The following video is a bit long, but it gives a very nice introduction to a wide variety of different approaches and considerations (with several examples) when working to optimize software. Please take the time to watch it before proceeding.

As you watch this video, keep your ear out for justifications for why the approach is valuable based on computer architectures or how CPUs operate.

Summary

To summarize, and for your future reference, four categories of the "New Bentley Rules" were introduced with each category containing several methods:

  1. Data Structures
    • Packing and Encoding - The idea of packing is to store more than one data value in a machine word. The related idea of encoding is to convert data values in a representation requiring fewer bits.
    • Augmentation - Add information to a data structure to make common operations do less work.
    • Pre-computation - Perform calculations in advance to avoid doing them at "mission-critical" times.
    • Compile-time initialization - Store values of constants during compilation, saving work at execution time.
    • Caching - Store results that have been accessed recently so that the program need not compute them again.
    • Lazy Evaluation
    • Sparsity - Avoid storing and computing on zeroes. ("Fhe fastest way to compute is to not compute at all.")
  2. Logic
    • Constant folding and propagation - Evaluate constant expressions and substitute the result into further expressions, all during compilation.
    • Common sub-expression elimination - Avoid computing the same expression multiple times by evaluating the expression once and storing the result for later use.
    • Algebraic Identities - Replace expensive algebraic expressions with algebraic equivalents that require less work.
    • Short-circuiting - When performing a series of tests, stops evaluation as soon as you know the answer.
    • Ordering Tests - In code that executes a sequence of logical tests, perform those are are more often "successful" before tests that are rarely successfully. Similarly, inexpensive tests should precede expensive ones.
    • Creating a fast path - Test for simpler cases with less expensive operations, before doing the more complicated cases.
    • Combining Tests - Replace a sequence of tests with one test or switch.
  3. Loops
    • Hoisting - avoid recomputing loop-invariant code each time through the body of the loop.
    • Sentinels - Leverage special dummy values places in data structure to simplify the logic of boundary conditions and, in particular, the handling of loop-exist tests.
    • Loop Unrolling - Attempts to save work by combining several consecutive iterations of a loop into a single iteration, thereby reducing the total number of iterations of the loop and, consequently, the number of times that the instruction that control the loop must be executed.
    • Loop Fusion - Combine multiple loops over the same index range into a single loop body, thereby save the overhead of loop control.
    • Eliminating Wasted Iterations - Modify loop bounds to avoid executing loop iterations over essentially empty loop bodies.
  4. Functions
    • Inlining - Avoid the overhead of a function call by replacing a call to the function with the body of the function itself.
    • Tail-recursion Elimination - Replace a recursive call that occurs as the last step of a function with a branch, saving function-call overhead.
    • Coarsening Recursion - Increase the size of the base case and handle it with more efficient code that avoids function-call overhead.

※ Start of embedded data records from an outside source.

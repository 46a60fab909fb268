//! Schema version management using `PRAGMA user_version`.

use anyhow::{Context, Result};
use rusqlite::Connection;

/// Current schema version.
const CURRENT_VERSION: u32 = 1;

/// Runs database migrations up to `CURRENT_VERSION`.
///
/// # Errors
///
/// Returns an error if any SQL statement fails.
pub fn run_migrations(conn: &Connection) -> Result<()> {
    let version: u32 = conn
        .pragma_query_value(None, "user_version", |row| row.get(0))
        .context("failed to read user_version")?;

    if version < 1 {
        migrate_v1(conn).context("migration to v1 failed")?;
    }

    conn.pragma_update(None, "user_version", CURRENT_VERSION)
        .context("failed to update user_version")?;

    Ok(())
}

/// Migration to v1: create the `kv_store` table.
fn migrate_v1(conn: &Connection) -> Result<()> {
    conn.execute_batch(
        "CREATE TABLE IF NOT EXISTS kv_store (
            key         TEXT PRIMARY KEY,
            value       TEXT NOT NULL,
            updated_at  TEXT NOT NULL DEFAULT (datetime('now'))
        );",
    )
    .context("failed to create kv_store table")?;

    Ok(())
}

#[cfg(test)]
mod tests {
    #![allow(clippy::unwrap_used)]

    use super::*;

    #[test]
    fn test_migrations_are_idempotent() {
        // Arrange
        let conn = Connection::open_in_memory().unwrap();

        // Act
        run_migrations(&conn).unwrap();
        run_migrations(&conn).unwrap();

        // Assert
        let version: u32 = conn
            .pragma_query_value(None, "user_version", |row| row.get(0))
            .unwrap();
        assert_eq!(version, CURRENT_VERSION);
        let count: u32 = conn
            .query_row(
                "SELECT COUNT(*) FROM sqlite_master WHERE type = 'table' AND name = 'kv_store'",
                [],
                |row| row.get(0),
            )
            .unwrap();
        assert_eq!(count, 1);
    }
}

Source: https://ocw.mit.edu/courses/6-172-performance-engineering-of-software-systems-fall-2018/resources/mit6_172f18_lec2/

Note: Premature optimization should be avoided. It can lead to unnecessary complexity in code, making it difficult to read, maintain, and debug. It often involves focusing on performance improvements before fully understanding the system's actual needs and bottlenecks, potentially wasting time optimizing parts of the code that have little impact on overall performance. A better alternative is to first ensure your program is correct, and then devote effort to optimizing the portions of the code that are the largest bottlenecks.